“Iran has had a very large shock to the economy in the last few months. That’s the Trump shock,” he said. “You just can’t have people in there who expected this not to happen.”
Mr. Rouhani’s announcement of the central bank change at a cabinet meeting appeared to reflect his concession that such steps were needed to counter the criticism. Mr. Seif’s replacement, Abdolnaser Hemmati, a former economics professor, banker and insurance official, had been designated as Iran’s next ambassador to China before he was abruptly summoned from Beijing for the new job.
PressTV, an official Iranian news outlet, said Mr. Rouhani had described Mr. Hemmati as “an experienced banker and insurer, with good manners, high spirits and strong capabilities, recommending all members of the government to cooperate with him.”
Precisely how Mr. Hemmati intends to slow or halt the fall in the rial’s value remains unclear.
It took about 30,000 rials to buy $1 when Mr. Seif took over in 2013. Now it costs more than 90,000 to buy $1. By some estimates, Iranians have taken nearly $60 billion out of the country in the past few years.
“People don’t think holding rials is the best way of preserving their savings,” Mr. Salehi-Isfahani said.

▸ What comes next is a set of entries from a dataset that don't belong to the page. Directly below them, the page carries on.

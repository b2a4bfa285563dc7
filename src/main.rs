use axum::{
    Json, Router,
    http::{HeaderName, Request, Response, StatusCode, Uri},
    routing::get,
};
use tower::limit::ConcurrencyLimitLayer;
use tower_http::limit::RequestBodyLimitLayer;
use tower_http::request_id::{MakeRequestUuid, PropagateRequestIdLayer, SetRequestIdLayer};
use tower_http::trace::TraceLayer;
use tracing_subscriber::{layer::SubscriberExt, util::SubscriberInitExt};

use std::{net::SocketAddr, time::Duration};

use petshop_api::{
    config::AppConfig,
    db::run_migrations,
    response::{ApiResponse, Meta},
    routes::{create_api_router, doc::scalar_docs, health},
    state::AppState,
};

const REQUEST_ID_HEADER: &str = "x-request-id";

#[tokio::main]
async fn main() -> anyhow::Result<()> {
    dotenvy::dotenv().ok();
    tracing_subscriber::registry()
        .with(
            tracing_subscriber::EnvFilter::try_from_default_env()
                .unwrap_or_else(|_| "info,petshop_api=debug".into()),
        )
        .with(tracing_subscriber::fmt::layer())
        .init();

    let config = AppConfig::from_env()?;
    let addr = SocketAddr::from((config.host.parse::<std::net::IpAddr>()?, config.port));
    let migrate = config.run_migrations;

    let state = AppState::connect(config).await?;
    if migrate {
        run_migrations(&state.orm).await?;
        tracing::info!("migrations applied");
    }

    let concurrency_limit_layer = ConcurrencyLimitLayer::new(100);

    let request_id_header = HeaderName::from_static(REQUEST_ID_HEADER);
    let trace_layer = TraceLayer::new_for_http()
        .make_span_with(|request: &Request<_>| {
            tracing::info_span!(
                "http_request",
                method = %request.method(),
                uri = %request.uri(),
                request_id = %request_id(request)
            )
        })
        .on_request(|request: &Request<_>, _span: &tracing::Span| {
            tracing::info!(
                request_id = %request_id(request),
                method = %request.method(),
                uri = %request.uri(),
                "request started"
            );
        })
        .on_response(|response: &Response<_>, latency: Duration, _span: &tracing::Span| {
            tracing::info!(
                status = %response.status(),
                ms = %latency.as_millis(),
                "request finished"
            );
        });

    let app = Router::new()
        .route("/health", get(health::health_check))
        .nest("/api", create_api_router())
        .merge(scalar_docs())
        .fallback(not_found)
        .layer(trace_layer)
        .layer(PropagateRequestIdLayer::new(request_id_header.clone()))
        .layer(SetRequestIdLayer::new(request_id_header, MakeRequestUuid))
        .layer(RequestBodyLimitLayer::new(1024 * 1024))
        .layer(concurrency_limit_layer)
        .with_state(state);

    tracing::info!(%addr, "listening");
    axum::serve(tokio::net::TcpListener::bind(addr).await?, app).await?;

    Ok(())
}

fn request_id<B>(request: &Request<B>) -> &str {
    request
        .headers()
        .get(REQUEST_ID_HEADER)
        .and_then(|value| value.to_str().ok())
        .unwrap_or("-")
}

async fn not_found(uri: Uri) -> (StatusCode, Json<ApiResponse<serde_json::Value>>) {
    let body = ApiResponse {
        message: "Not Found".to_string(),
        data: Some(serde_json::json!({ "error": "Not Found", "code": "not_found", "path": uri.path() })),
        meta: Some(Meta::empty()),
    };
    (StatusCode::NOT_FOUND, Json(body))
}
use chrono::{DateTime, NaiveDate, Utc};
use serde::{Deserialize, Serialize};
use sqlx::FromRow;
use utoipa::ToSchema;
use uuid::Uuid;

#[derive(Debug, Deserialize, ToSchema)]
pub struct UpdateOrderStatusRequest {
    pub status: String,
    pub remark: Option<String>,
}

#[derive(Debug, Deserialize, ToSchema)]
pub struct InventoryAdjustRequest {
    pub delta: i32,
}

#[derive(Debug, Serialize, ToSchema, FromRow)]
pub struct LowStockSku {
    pub sku_id: Uuid,
    pub product_id: Uuid,
    pub product_name: String,
    pub sku_code: String,
    pub spec: String,
    pub stock: i32,
}

#[derive(Debug, Serialize, ToSchema)]
pub struct LowStockList {
    pub threshold: i32,
    pub items: Vec<LowStockSku>,
}

#[derive(Debug, Serialize, ToSchema, FromRow)]
pub struct TodayStats {
    pub order_count: i64,
    pub total_amount: i64,
    pub new_users: i64,
}

#[derive(Debug, Serialize, ToSchema, FromRow)]
pub struct TotalStats {
    pub total_orders: i64,
    pub total_sales: i64,
    pub total_users: i64,
    pub total_products: i64,
}

#[derive(Debug, Serialize, ToSchema, FromRow)]
pub struct StatusStat {
    pub status: String,
    pub count: i64,
    pub amount: i64,
}

#[derive(Debug, Serialize, ToSchema, FromRow)]
pub struct DailyTrend {
    pub date: NaiveDate,
    pub order_count: i64,
    pub total_amount: i64,
}

#[derive(Debug, Serialize, ToSchema, FromRow)]
pub struct TopProduct {
    pub id: Uuid,
    pub name: String,
    pub image: String,
    pub sales: i32,
    pub price: Option<i64>,
}

#[derive(Debug, Serialize, ToSchema, FromRow)]
pub struct CategoryStat {
    pub id: Uuid,
    pub name: String,
    pub product_count: i64,
    pub total_sales: i64,
}

#[derive(Debug, Serialize, ToSchema, FromRow)]
pub struct PendingTasks {
    pub pending_orders: i64,
    pub paid_orders: i64,
    pub active_products: i64,
    pub low_stock_skus: i64,
}

#[derive(Debug, Serialize, ToSchema)]
pub struct DashboardStats {
    pub today: TodayStats,
    pub totals: TotalStats,
    pub order_status: Vec<StatusStat>,
    pub last_7_days: Vec<DailyTrend>,
    pub top_products: Vec<TopProduct>,
    pub categories: Vec<CategoryStat>,
    pub pending: PendingTasks,
}

#[derive(Debug, Serialize, ToSchema, FromRow)]
pub struct SalesPoint {
    pub period: DateTime<Utc>,
    pub order_count: i64,
    pub total_amount: i64,
    pub completed_amount: i64,
}

#[derive(Debug, Serialize, ToSchema)]
pub struct SalesReport {
    pub period: String,
    pub items: Vec<SalesPoint>,
}
use axum::Json;
use serde::Serialize;
use utoipa::ToSchema;

use crate::response::{ApiResponse, Meta};

#[derive(Serialize, ToSchema)]
pub struct HealthData {
    pub status: String,
    pub service: String,
    pub version: String,
}

#[utoipa::path(
    get,
    path = "/health",
    responses(
        (status = 200, description = "Process is up", body = ApiResponse<HealthData>),
    ),
    tag = "Health"
)]
pub async fn health_check() -> Json<ApiResponse<HealthData>> {
    let data = HealthData {
        status: "ok".to_string(),
        service: env!("CARGO_PKG_NAME").to_string(),
        version: env!("CARGO_PKG_VERSION").to_string(),
    };

    Json(ApiResponse::success(
        "Health check",
        data,
        Some(Meta::empty()),
    ))
}
use chrono::{DateTime, Utc};
use serde::{Deserialize, Serialize};
use utoipa::ToSchema;
use uuid::Uuid;

#[derive(Debug, Deserialize, ToSchema)]
pub struct CreatePaymentRequest {
    pub order_id: Uuid,
    #[serde(default = "default_method")]
    pub payment_method: String,
}

fn default_method() -> String {
    "alipay".to_string()
}

#[derive(Debug, Serialize, ToSchema)]
pub struct PaymentIntent {
    pub payment_no: String,
    pub order_id: Uuid,
    pub payment_method: String,
    pub amount: i64,
    pub payment_url: String,
    pub qr_code: String,
    pub expires_at: DateTime<Utc>,
}

#[derive(Debug, Deserialize, ToSchema)]
pub struct PaymentCallbackRequest {
    pub payment_no: String,
    pub order_id: Uuid,
    pub status: String,
}

#[derive(Debug, Serialize, ToSchema)]
pub struct PaymentResult {
    pub order_id: Uuid,
    pub payment_no: String,
    pub status: String,
}
use sea_orm::ConnectionTrait;
use sea_orm_migration::prelude::*;

#[derive(DeriveMigrationName)]
pub struct Migration;

#[async_trait::async_trait]
impl MigrationTrait for Migration {
    async fn up(&self, manager: &SchemaManager) -> Result<(), DbErr> {
        manager
            .get_connection()
            .execute_unprepared(include_str!("../../migrations/0001_init.sql"))
            .await?;
        Ok(())
    }

    async fn down(&self, manager: &SchemaManager) -> Result<(), DbErr> {
        manager
            .get_connection()
            .execute_unprepared(
                "DROP TABLE IF EXISTS audit_logs, order_items, orders, user_addresses, \
                 cart_items, product_skus, products, brands, categories, users CASCADE",
            )
            .await?;
        Ok(())
    }
}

The central bank shake-up came as Iran dismissed any prospect of talking with Mr. Trump, who on Tuesday appeared to keep open the possibility of negotiating a new agreement with Iran that he called “a real deal,” two days after he threatened Mr. Rouhani in an apocalyptic Twitter message.
Iran’s Foreign Ministry spokesman, Bahram Qassemi, said negotiations with the United States would never happen “under the shadow of threats,” PressTV reported.
“The United States should not bite off more than it can chew and should know its place in this era, and make further efforts to understand Iran’s status, dignity and role,” Mr. Qassemi was quoted as saying.